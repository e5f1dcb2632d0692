use anyhow::Result;

use lumen_lib::notes::{NoteDraft, UNTITLED_TITLE};
use lumen_lib::sync::{Mutation, Reconciler};

use crate::render::terminal;
use crate::OutputFormat;

pub async fn run(
    reconciler: &mut Reconciler,
    title: Option<&str>,
    tags: Option<&str>,
    content: Option<String>,
    format: &OutputFormat,
    use_color: bool,
) -> Result<()> {
    let draft = NoteDraft {
        title: title.unwrap_or(UNTITLED_TITLE).to_string(),
        content: content.unwrap_or_default(),
        tags: tags
            .map(|tag_str| {
                tag_str
                    .split(',')
                    .map(|t| t.trim().to_string())
                    .filter(|t| !t.is_empty())
                    .collect()
            })
            .unwrap_or_default(),
    };

    let note = reconciler.apply(Mutation::Create(draft)).await?;

    match format {
        OutputFormat::Json => {
            let output = serde_json::json!({
                "note": note,
                "sync": reconciler.sync_status(),
            });
            println!("{}", serde_json::to_string_pretty(&output)?);
        }
        OutputFormat::Plain => {
            if let Some(note) = note {
                println!("Created note \"{}\"", note.title);
                println!("  ID: {}", note.id);
            }
            println!("sync: {}", terminal::sync_label(&reconciler.sync_status(), use_color));
        }
    }

    Ok(())
}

- - -

* _Exercise objective_: Now repeat the data exactly, keeping every line.

* _Response to this task_:
repository e5f1dcb2632d0692
use anyhow::Result;

use lumen_lib::notes::{NoteDraft, UNTITLED_TITLE};
use lumen_lib::sync::{Mutation, Reconciler};

use crate::render::terminal;
use crate::OutputFormat;

pub async fn run(
    reconciler: &mut Reconciler,
    title: Option<&str>,
    tags: Option<&str>,
    content: Option<String>,
    format: &OutputFormat,
    use_color: bool,
) -> Result<()> {
    let draft = NoteDraft {
        title: title.unwrap_or(UNTITLED_TITLE).to_string(),
        content: content.unwrap_or_default(),
        tags: tags
            .map(|tag_str| {
                tag_str
                    .split(',')
                    .map(|t| t.trim().to_string())
                    .filter(|t| !t.is_empty())
                    .collect()
            })
            .unwrap_or_default(),
    };

    let note = reconciler.apply(Mutation::Create(draft)).await?;

    match format {
        OutputFormat::Json => {
            let output = serde_json::json!({
                "note": note,
                "sync": reconciler.sync_status(),
            });
            println!("{}", serde_json::to_string_pretty(&output)?);
        }
        OutputFormat::Plain => {
            if let Some(note) = note {
                println!("Created note \"{}\"", note.title);
                println!("  ID: {}", note.id);
            }
            println!("sync: {}", terminal::sync_label(&reconciler.sync_status(), use_color));
        }
    }

    Ok(())
}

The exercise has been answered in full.